Considerazioni non molto diverse possono essere fatte per i paesi candidati dei Balcani occidentali: l’interesse per l’ingresso nell’UE va inevitabilmente scemando. La crisi dell’euro rende meno attraente il super-club europeo e le richieste della condizionalità europea sono pesanti per paesi piccoli, prevalentemente poveri e dove non si sono ancora risolti gli strascichi delle guerre inter-etniche.
Lo scorso 16 novembre il parlamento ungherese ha approvato, con i voti del partito di governo Fidesz e di Jobbik, movimento di estrema destra formalmente all’opposizione, una legge che di fatto impone al governo il ricorso alla EUCG. In tale legge si afferma infatti che il sistema delle quote ignora il principio europeo di sussidiarietà e toglie ai parlamenti nazionali l’opportunità di esprimere la propria opinione. Nel preambolo della legge si afferma pure che il sistema delle quote è pericoloso, che aumenterà la criminalità, diffonderà il terrorismo in Europa e danneggerà la cultura ungherese. Secondo il Ministro della Giustizia Laszlo Trocsanyi il ricorso sarà presentato a dicembre. In maniera analoga ha deciso il governo slovacco.

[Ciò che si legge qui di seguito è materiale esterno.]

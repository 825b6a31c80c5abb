//! Assembly to JSON trace CLI.
//!
//! Parses an assembly source file, executes it, and writes one JSON snapshot
//! per executed instruction.
//!
//! # Usage
//! ```text
//! asm2json <input.asm> [output.json] [OPTIONS]
//! ```
//!
//! # Arguments
//! - `input.asm`: Assembly source file to trace
//! - `output.json`: Trace destination (defaults to stdout)
//!
//! # Options
//! - `-o, --output <file>`: Trace destination, same as the positional output
//! - `-q, --quiet`: Only log errors
//! - `--no-timestamp`: Omit timestamps from log lines
//!
//! # Examples
//! ```text
//! asm2json program.asm
//! asm2json program.asm trace.json
//! asm2json program.asm -o trace.json -q
//! ```

use asmtrace::utils::log::{Level, SHOW_TIMESTAMP, set_min_level};
use asmtrace::virtual_machine::trace_file;
use asmtrace::{error, info};
use std::env;
use std::fs::File;
use std::io::{self, BufWriter};
use std::path::Path;
use std::process;
use std::sync::atomic::Ordering;

fn main() {
    let args: Vec<String> = env::args().collect();

    if args.len() < 2 {
        print_usage(&args[0]);
        process::exit(1);
    }

    let mut input_path: Option<String> = None;
    let mut output_path: Option<String> = None;

    let mut i = 1;
    while i < args.len() {
        match args[i].as_str() {
            k @ ("--output" | "-o") => {
                i += 1;
                if i >= args.len() {
                    error!("{k} requires an argument");
                    process::exit(1);
                }
                output_path = Some(args[i].clone());
            }
            "--quiet" | "-q" => set_min_level(Level::Error),
            "--no-timestamp" => SHOW_TIMESTAMP.store(false, Ordering::Relaxed),
            "--help" | "-h" => {
                print_usage(&args[0]);
                process::exit(0);
            }
            flag if flag.starts_with('-') && flag.len() > 1 => {
                error!("Unknown option: {}\n", flag);
                print_usage(&args[0]);
                process::exit(1);
            }
            positional if input_path.is_none() => input_path = Some(positional.to_string()),
            positional if output_path.is_none() => output_path = Some(positional.to_string()),
            other => {
                error!("Unexpected argument: {}\n", other);
                print_usage(&args[0]);
                process::exit(1);
            }
        }
        i += 1;
    }

    let Some(input_path) = input_path else {
        error!("Missing input file\n");
        print_usage(&args[0]);
        process::exit(1);
    };

    if !Path::new(&input_path).exists() {
        error!("Input file does not exist: {}", input_path);
        process::exit(1);
    }

    let result = match &output_path {
        Some(output_path) => {
            if let Some(parent) = Path::new(output_path).parent()
                && !parent.as_os_str().is_empty()
                && !parent.exists()
            {
                error!("Output directory does not exist: {}", parent.display());
                process::exit(1);
            }

            let file = File::create(output_path).unwrap_or_else(|e| {
                error!("Failed to create output file {}: {}", output_path, e);
                process::exit(1)
            });
            trace_file(&input_path, BufWriter::new(file))
        }
        None => trace_file(&input_path, io::stdout().lock()),
    };

    // fatal errors were logged by trace_file
    let Ok(summary) = result else {
        process::exit(1);
    };

    if let Some(output_path) = output_path {
        info!(
            "Traced {} -> {} ({} steps, {} diagnostics)",
            input_path, output_path, summary.steps, summary.diagnostics
        );
    }
}

const USAGE: &str = "\
Assembly Trace Generator

USAGE:
    {program} <input.asm> [output.json] [OPTIONS]

ARGS:
    <input.asm>      Assembly source file to trace
    [output.json]    Trace destination (defaults to stdout)

OPTIONS:
    -o, --output <file>     Trace destination, same as the positional output
    -q, --quiet             Only log errors
        --no-timestamp      Omit timestamps from log lines
    -h, --help              Print this help message

EXAMPLES:
    # Print the trace to stdout
    {program} program.asm

    # Write the trace to a file
    {program} program.asm trace.json

    # Write to a file, logging only fatal errors
    {program} program.asm -o trace.json -q
";

fn print_usage(program: &str) {
    info!("{}", USAGE.replace("{program}", program));
}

In entrambi i casi, si fa riferimento a quanto previsto dall’art. 263 del TFEU, che recita:
“The Court of Justice of the European Union shall review the legality of legislative acts, of acts of the Council, of the Commission and of the European Central Bank, other than recommendations and opinions, and of acts of the European Parliament and of the European Council intended to produce legal effects vis-à-vis third parties. It shall also review the legality of acts of bodies, offices or agencies of the Union intended to produce legal effects vis-à-vis third parties.

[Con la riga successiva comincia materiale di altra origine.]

//! Leveled stderr logger with macros.
//!
//! Output goes through `termcolor` so warnings and errors are highlighted on a
//! terminal. Timestamps, level tags and the minimum level are process-wide
//! switches, flipped by the command-line front end.

use std::fmt::Display;
use std::io::Write;
use std::sync::atomic::{AtomicBool, AtomicU8, Ordering};
use std::time::{SystemTime, UNIX_EPOCH};
use termcolor::{Color, ColorChoice, ColorSpec, StandardStream, WriteColor};

/// Log level for filtering messages.
#[repr(u8)]
#[derive(Debug, Clone, Copy, PartialEq, Eq, PartialOrd, Ord)]
pub enum Level {
    Info = 1,
    Warn = 2,
    Error = 3,
}

impl Level {
    fn from_u8(raw: u8) -> Self {
        match raw {
            0 | 1 => Level::Info,
            2 => Level::Warn,
            _ => Level::Error,
        }
    }

    fn color_spec(self) -> ColorSpec {
        let mut spec = ColorSpec::new();
        match self {
            Level::Info => {}
            Level::Warn => {
                spec.set_fg(Some(Color::Yellow)).set_bold(true);
            }
            Level::Error => {
                spec.set_fg(Some(Color::Red)).set_bold(true);
            }
        }
        spec
    }
}

impl Display for Level {
    fn fmt(&self, f: &mut std::fmt::Formatter<'_>) -> std::fmt::Result {
        match self {
            Level::Info => write!(f, "INFO"),
            Level::Warn => write!(f, "WARN"),
            Level::Error => write!(f, "ERROR"),
        }
    }
}

pub static SHOW_TIMESTAMP: AtomicBool = AtomicBool::new(true);
pub static SHOW_TYPE: AtomicBool = AtomicBool::new(true);
/// Messages below this level are dropped.
pub static MIN_LEVEL: AtomicU8 = AtomicU8::new(Level::Info as u8);

pub fn set_min_level(level: Level) {
    MIN_LEVEL.store(level as u8, Ordering::Relaxed);
}

pub fn min_level() -> Level {
    Level::from_u8(MIN_LEVEL.load(Ordering::Relaxed))
}

pub fn enabled(level: Level) -> bool {
    level >= min_level()
}

/// Converts days since Unix epoch to (year, month, day).
fn days_to_date(days: u64) -> (u32, u32, u32) {
    // Howard Hinnant's civil_from_days
    let z = days as i64 + 719468;
    let era = z.div_euclid(146097);
    let doe = z.rem_euclid(146097) as u32;
    let yoe = (doe - doe / 1460 + doe / 36524 - doe / 146096) / 365;
    let y = yoe as i64 + era * 400;
    let doy = doe - (365 * yoe + yoe / 4 - yoe / 100);
    let mp = (5 * doy + 2) / 153;
    let d = doy - (153 * mp + 2) / 5 + 1;
    let m = if mp < 10 { mp + 3 } else { mp - 9 };
    let y = if m <= 2 { y + 1 } else { y };
    (y as u32, m, d)
}

/// Formats a UTC wall-clock time as `YYYY-MM-DD HH:MM:SS.mmm`.
fn format_timestamp(since_epoch: std::time::Duration) -> String {
    let secs = since_epoch.as_secs();
    let (year, month, day) = days_to_date(secs / 86400);
    format!(
        "{:04}-{:02}-{:02} {:02}:{:02}:{:02}.{:03}",
        year,
        month,
        day,
        (secs / 3600) % 24,
        (secs / 60) % 60,
        secs % 60,
        since_epoch.subsec_millis()
    )
}

/// Internal logging function. Use the `info!`, `warn!`, or `error!` macros instead.
#[doc(hidden)]
pub fn log(level: Level, message: &str) {
    if !enabled(level) {
        return;
    }

    let mut stderr = StandardStream::stderr(ColorChoice::Auto);
    let _ = stderr.set_color(&level.color_spec());

    if SHOW_TIMESTAMP.load(Ordering::Relaxed) {
        let now = SystemTime::now()
            .duration_since(UNIX_EPOCH)
            .unwrap_or_default();
        let _ = write!(stderr, "{} ", format_timestamp(now));
    }
    if SHOW_TYPE.load(Ordering::Relaxed) {
        let _ = write!(stderr, "[{:5}] ", level);
    }
    let _ = writeln!(stderr, "{}", message);
    let _ = stderr.reset();
}

/// Logs an info-level message.
#[macro_export]
macro_rules! info {
    ($($arg:tt)*) => {{
        if cfg!(not(test)) {
            $crate::utils::log::log($crate::utils::log::Level::Info, &format!($($arg)*))
        }
    }};
}

/// Logs a warning-level message.
#[macro_export]
macro_rules! warn {
    ($($arg:tt)*) => {{
        if cfg!(not(test)) {
            $crate::utils::log::log($crate::utils::log::Level::Warn, &format!($($arg)*))
        }
    }};
}

/// Logs an error-level message.
#[macro_export]
macro_rules! error {
    ($($arg:tt)*) => {{
        if cfg!(not(test)) {
            $crate::utils::log::log($crate::utils::log::Level::Error, &format!($($arg)*))
        }
    }};
}

#[cfg(test)]
mod tests {
    use super::*;
    use std::time::Duration;

    #[test]
    fn level_ordering() {
        assert!(Level::Info < Level::Warn);
        assert!(Level::Warn < Level::Error);
    }

    #[test]
    fn level_display() {
        assert_eq!(format!("{}", Level::Info), "INFO");
        assert_eq!(format!("{}", Level::Warn), "WARN");
        assert_eq!(format!("{}", Level::Error), "ERROR");
    }

    #[test]
    fn level_roundtrips_through_atomic_repr() {
        for level in [Level::Info, Level::Warn, Level::Error] {
            assert_eq!(Level::from_u8(level as u8), level);
        }
    }

    #[test]
    fn min_level_filters() {
        set_min_level(Level::Warn);
        assert!(!enabled(Level::Info));
        assert!(enabled(Level::Warn));
        assert!(enabled(Level::Error));
        set_min_level(Level::Info);
        assert!(enabled(Level::Info));
    }

    #[test]
    fn days_to_date_known_dates() {
        assert_eq!(days_to_date(0), (1970, 1, 1));
        assert_eq!(days_to_date(19723), (2024, 1, 1));
        // leap day
        assert_eq!(days_to_date(19782), (2024, 2, 29));
    }

    #[test]
    fn timestamp_format() {
        let t = Duration::from_millis(19723 * 86_400_000 + 3_723_045);
        assert_eq!(format_timestamp(t), "2024-01-01 01:02:03.045");
    }
}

It shall for this purpose have jurisdiction in actions brought by a Member State, the European Parliament, the Council or the Commission on grounds of lack of competence, infringement of an essential procedural requirement, infringement of the Treaties or of any rule of law relating to their application, or misuse of powers.”
Il premier slovacco Fico ha contestato anche il fatto che la redistribuzione dei migranti sia stata approvata a maggioranza qualificata e non all’unanimità.

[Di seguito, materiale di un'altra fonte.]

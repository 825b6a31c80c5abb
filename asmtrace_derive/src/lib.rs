//! Derive macros for the asmtrace crate.
//!
//! Provides `#[derive(Error)]`, which generates `Display` and `std::error::Error`
//! for the simulator's error enums.

mod error;

use proc_macro::TokenStream;

/// Automatically implements `Display` and `Error` traits for error types.
#[proc_macro_derive(Error, attributes(error))]
pub fn derive_error(input: TokenStream) -> TokenStream {
    error::derive_error(input)
}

[1] Su queste si rinvia a A. Angeli, The political and electoral system of Croatia: The great uncertainty after the 2015 parliamentary elections, in www.dipeo.unimi.it; A. Angeli, Elections in Poland: the legal framework and the political landscape, in www.federalismi.it, n. 21, 2015.
[2] Inoltre, nel mese di aprile del 2014 il governo ha fatto recapitare a tutte le famiglie ungheresi un piccolo questionario che raccogliesse pareri e percezioni sulla questione migrazione. Contemporaneamente venivano affissi in ogni città manifesti contenenti slogan quali “se vieni in Ungheria, non portare via il lavoro agli ungheresi”. Una serie di misure legislative entrate in vigore il 15 settembre prevedono: la possibilità di costituire “zone di transito” al confine (con regime analogo a quello delle zone aeroportuali); l’inasprimento delle pene per traffico di esseri umani (fino a 10 anni di carcere); la possibilità per il governo di decretare lo stato di crisi, motivato da “immigrazione massiva”, nei termini fissati dalla legge, per un termine determinato; lo snellimento di tempi e procedure di riconoscimento dello status di rifugiato (già al confine). Sono infine stati introdotti nel codice penale tre nuovi tipi di reati legati alla “chiusura della frontiera”: l’attraversamento illegale della frontiera, la forzatura fisica e il danneggiamento delle recinzioni, ostruzione ai lavori di recinzione della frontiera (fonte: C. Preiner).